Last week the antipathy between the Greens and NZ First got vocal:
. . . Green Party co-leader James Shaw has described New Zealand First as a force of chaos, while Winston Peters has warned any future Labour-Greens government would be a nightmare. . .
It was Peters who started the war of words at a breakfast speech in Wellington this morning.
“If you want to take out some insurance in this campaign to ensure you don’t get the nightmare government I know you’re going to get, then I suggest you party vote New Zealand First,” he said. . .
Has he forgotten it was he who gave us this government?
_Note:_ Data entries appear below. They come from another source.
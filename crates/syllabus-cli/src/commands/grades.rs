//! Grades command implementation.

use crate::dashboard::Dashboard;
use crate::error::Result;
use crate::output::{Formatter, GradeSummary};
use syllabus_domain::traits::LearnedStore;
use syllabus_store::StoreError;

/// List configured grades with their load status.
pub fn execute_grades<S>(dashboard: &Dashboard<S>, formatter: &Formatter) -> Result<String>
where
    S: LearnedStore<Error = StoreError>,
{
    let library = dashboard.library();
    let summaries: Vec<GradeSummary> = library
        .grades()
        .iter()
        .map(|id| {
            let (concepts, activities) = library
                .curriculum(id)
                .map(|c| (c.concepts().len(), c.activities().len()))
                .unwrap_or((0, 0));
            GradeSummary {
                id: id.clone(),
                concepts,
                activities,
                active: id == dashboard.grade(),
                error: library.load_error(id).map(ToString::to_string),
            }
        })
        .collect();
    formatter.format_grades(&summaries)
}
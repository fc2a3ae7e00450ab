//! JSON messages exchanged with debug clients over the WebSocket.
//!
//! Client requests look like `{"id": 7, "op": "get_trace", "trace_id": "t1"}`.
//! The `id` is echoed back on the matching `response` or `error` so clients
//! can pipeline requests; feed events, watch results and pings carry no id.

use crate::config::FeatureFlags;
use crate::errors::{DaemonError, DaemonResult};
use crate::session::SubscriptionFilter;
use chrono::{DateTime, Utc};
use serde::{Deserialize, Serialize};
use serde_json::Value;
use tracelens_core::{FeedMessage, PerformanceThreshold, TraceFilter, WatchResult};
use uuid::Uuid;

/// Request sent from client to server
#[derive(Debug, Clone, PartialEq, Serialize, Deserialize)]
#[serde(tag = "op", rename_all = "snake_case")]
pub enum DebugRequest {
    // Trace queries
    ListTraces(TraceFilter),
    GetTrace {
        trace_id: String,
    },
    GetWorkflow {
        workflow_id: String,
    },
    GetFlowDiagram {
        workflow_id: String,
    },
    GetTokenUsage {
        trace_id: String,
    },

    // Breakpoints and watches
    SetBreakpoint {
        pattern: String,
        #[serde(default)]
        condition: Option<String>,
    },
    RemoveBreakpoint {
        breakpoint_id: Uuid,
    },
    EnableBreakpoint {
        breakpoint_id: Uuid,
        #[serde(default = "default_enabled")]
        enabled: bool,
    },
    ListBreakpoints,
    ListSuspended,
    Resume {
        execution_id: Uuid,
    },
    StepOver {
        execution_id: Uuid,
    },
    StepInto {
        execution_id: Uuid,
    },
    EvaluateWatch {
        execution_id: Uuid,
        expression: String,
    },
    AddWatch {
        expression: String,
    },
    RemoveWatch {
        watch_id: Uuid,
    },
    ListWatches,

    // Performance
    AnalyzeTrace {
        trace_id: String,
    },
    AnalyzeWorkflow {
        workflow_id: String,
    },
    PerformanceReport,
    UpdateThresholds {
        thresholds: Vec<PerformanceThreshold>,
    },

    // Server
    GetStats,
    GetMetrics,
    Subscribe(SubscriptionFilter),
    Unsubscribe,
}

fn default_enabled() -> bool {
    true
}

impl DebugRequest {
    /// Operation name as it appears on the wire
    pub fn op(&self) -> &'static str {
        match self {
            DebugRequest::ListTraces(_) => "list_traces",
            DebugRequest::GetTrace { .. } => "get_trace",
            DebugRequest::GetWorkflow { .. } => "get_workflow",
            DebugRequest::GetFlowDiagram { .. } => "get_flow_diagram",
            DebugRequest::GetTokenUsage { .. } => "get_token_usage",
            DebugRequest::SetBreakpoint { .. } => "set_breakpoint",
            DebugRequest::RemoveBreakpoint { .. } => "remove_breakpoint",
            DebugRequest::EnableBreakpoint { .. } => "enable_breakpoint",
            DebugRequest::ListBreakpoints => "list_breakpoints",
            DebugRequest::ListSuspended => "list_suspended",
            DebugRequest::Resume { .. } => "resume",
            DebugRequest::StepOver { .. } => "step_over",
            DebugRequest::StepInto { .. } => "step_into",
            DebugRequest::EvaluateWatch { .. } => "evaluate_watch",
            DebugRequest::AddWatch { .. } => "add_watch",
            DebugRequest::RemoveWatch { .. } => "remove_watch",
            DebugRequest::ListWatches => "list_watches",
            DebugRequest::AnalyzeTrace { .. } => "analyze_trace",
            DebugRequest::AnalyzeWorkflow { .. } => "analyze_workflow",
            DebugRequest::PerformanceReport => "performance_report",
            DebugRequest::UpdateThresholds { .. } => "update_thresholds",
            DebugRequest::GetStats => "get_stats",
            DebugRequest::GetMetrics => "get_metrics",
            DebugRequest::Subscribe(_) => "subscribe",
            DebugRequest::Unsubscribe => "unsubscribe",
        }
    }
}

/// Split a raw client frame into its id and decoded request. The id is
/// recovered even when the request itself is invalid, so the error can be
/// correlated.
pub fn parse_request(text: &str) -> (Option<Value>, DaemonResult<DebugRequest>) {
    let mut value: Value = match serde_json::from_str(text) {
        Ok(value) => value,
        Err(e) => return (None, Err(DaemonError::from(e))),
    };

    let id = match value.as_object_mut() {
        Some(object) => object.remove("id"),
        None => {
            return (
                None,
                Err(DaemonError::InvalidRequest(
                    "request must be a JSON object".to_string(),
                )),
            )
        }
    };

    let request = serde_json::from_value(value)
        .map_err(|e| DaemonError::InvalidRequest(e.to_string()));
    (id, request)
}

/// Message sent from server to client
#[derive(Debug, Clone, PartialEq, Serialize, Deserialize)]
#[serde(tag = "type", rename_all = "snake_case")]
pub enum ServerMessage {
    /// First message on every connection
    Welcome {
        session_id: Uuid,
        identity: String,
        features: FeatureFlags,
        server_version: String,
    },
    Response {
        id: Option<Value>,
        result: Value,
    },
    Error {
        id: Option<Value>,
        error: Value,
    },
    /// Live feed event
    Event(FeedMessage),
    /// Session watches evaluated against a freshly suspended step
    WatchResults {
        execution_id: Uuid,
        results: Vec<WatchResult>,
    },
    /// Heartbeat
    Ping {
        timestamp: DateTime<Utc>,
    },
    /// The session fell behind the feed and missed events
    Lagged {
        skipped: u64,
    },
}

impl ServerMessage {
    pub fn response(id: Option<Value>, result: Value) -> Self {
        ServerMessage::Response { id, result }
    }

    pub fn error(id: Option<Value>, error: &DaemonError) -> Self {
        ServerMessage::Error {
            id,
            error: error.to_client_error(),
        }
    }

    pub fn to_json(&self) -> DaemonResult<String> {
        Ok(serde_json::to_string(self)?)
    }
}

#[cfg(test)]
mod tests {
    use super::*;
    use serde_json::json;

    #[test]
    fn test_parse_request_with_id() {
        let (id, request) = parse_request(r#"{"id": 3, "op": "get_trace", "trace_id": "t1"}"#);
        assert_eq!(id, Some(json!(3)));
        assert_eq!(
            request.unwrap(),
            DebugRequest::GetTrace {
                trace_id: "t1".to_string()
            }
        );
    }

    #[test]
    fn test_parse_unit_and_newtype_requests() {
        let (_, request) = parse_request(r#"{"id": "a", "op": "list_breakpoints"}"#);
        assert_eq!(request.unwrap(), DebugRequest::ListBreakpoints);

        let (_, request) = parse_request(r#"{"op": "list_traces", "workflow_id": "nightly"}"#);
        match request.unwrap() {
            DebugRequest::ListTraces(filter) => {
                assert_eq!(filter.workflow_id.as_deref(), Some("nightly"))
            }
            other => panic!("unexpected request {:?}", other),
        }

        let (_, request) = parse_request(r#"{"op": "subscribe", "categories": ["breakpoint"]}"#);
        assert!(matches!(request.unwrap(), DebugRequest::Subscribe(_)));
    }

    #[test]
    fn test_enable_breakpoint_defaults_to_enabled() {
        let id = Uuid::new_v4();
        let (_, request) = parse_request(&json!({"op": "enable_breakpoint", "breakpoint_id": id}).to_string());
        assert_eq!(
            request.unwrap(),
            DebugRequest::EnableBreakpoint {
                breakpoint_id: id,
                enabled: true
            }
        );
    }

    #[test]
    fn test_unknown_op_keeps_id() {
        let (id, request) = parse_request(r#"{"id": 9, "op": "reboot"}"#);
        assert_eq!(id, Some(json!(9)));
        assert!(matches!(request, Err(DaemonError::InvalidRequest(_))));
    }

    #[test]
    fn test_malformed_json() {
        let (id, request) = parse_request("{not json");
        assert!(id.is_none());
        assert!(matches!(request, Err(DaemonError::Serialization(_))));

        let (_, request) = parse_request("[1, 2]");
        assert!(matches!(request, Err(DaemonError::InvalidRequest(_))));
    }

    #[test]
    fn test_server_message_serialization() {
        let msg = ServerMessage::Lagged { skipped: 4 };
        let json: Value = serde_json::from_str(&msg.to_json().unwrap()).unwrap();
        assert_eq!(json, json!({"type": "lagged", "skipped": 4}));

        let err = ServerMessage::error(Some(json!(1)), &DaemonError::TraceNotFound("t9".to_string()));
        let json: Value = serde_json::from_str(&err.to_json().unwrap()).unwrap();
        assert_eq!(json["type"], "error");
        assert_eq!(json["id"], 1);
        assert_eq!(json["error"]["kind"], "trace_not_found");
    }

    #[test]
    fn test_op_names_round_trip() {
        let request = DebugRequest::StepInto {
            execution_id: Uuid::nil(),
        };
        let json = serde_json::to_value(&request).unwrap();
        assert_eq!(json["op"], request.op());
    }
}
To use Andy Thompson’s metaphor, he’s the arsonist who lit the fire, why reward him for helping to put it out?
Shaw was happy to respond.
“Well, I think that the nightmare that he’s got is that he’s not going to be back in Parliament.”
Shaw is known to be quite measured when New Zealand First pulls the pin on policies or puts a spanner in the works, but with the campaign unofficially under way he’s ramping up his own rhetoric.
“My experience of working with New Zealand First as a party in government is that rather than a force of moderation, they’re a force of chaos,” he said. . .
Anyone who has taken even passing note of NZ First’s history would agree with that.
Peters also admitted stopping an announcement of a $100m Southland rescue package:
. . .He did, however, reveal he told Ardern she was travelling to Southland on behalf of the Labour Party, not the coalition government.
“The prime minister was going down with MBIE [Ministry of Business, Innovation and Employment] and other ministers to talk about the future of Tiwai Point.
“We had a discussion the night before as to the positions the various parties might take,” he told RNZ.
“The prime minister was very well aware that she could speak on behalf of the Labour Party, but on this matter, not on behalf of the coalition because there was no paper, no agreement, no Treasury analytics to go behind it.” . .
This is another reminder that in spite of being the minor partner, NZ First, has wielded power far beyond that granted by its voter support.
Apropos of misusing power, last week Peters faced questions over pressuring Antarctica New Zealand to take two of his friends to the continent:
. . .Foreign Minister Winston Peters directed Antarctica New Zealand to give two highly-prized spots on a trip to the icy continent to two women closely linked to one of South East Asia’s richest families. . .
While denying any impropriety, Peters followed his usual modus operandi by attempting to deflect attention with a rant in parliament accusing several people of leaking information on his superannuation overpayments as a result of his inability to fill in the application for superannuation properly.
He declined to repeat the accusations outside the protection of parliamentary privilege and all the people named by him denied the accusations.
It is no wonder the other parties in government are showing they neither trust and respect him and his party, feelings that are obviously mutual.
But if they don’t trust and respect each other how can they expect us to?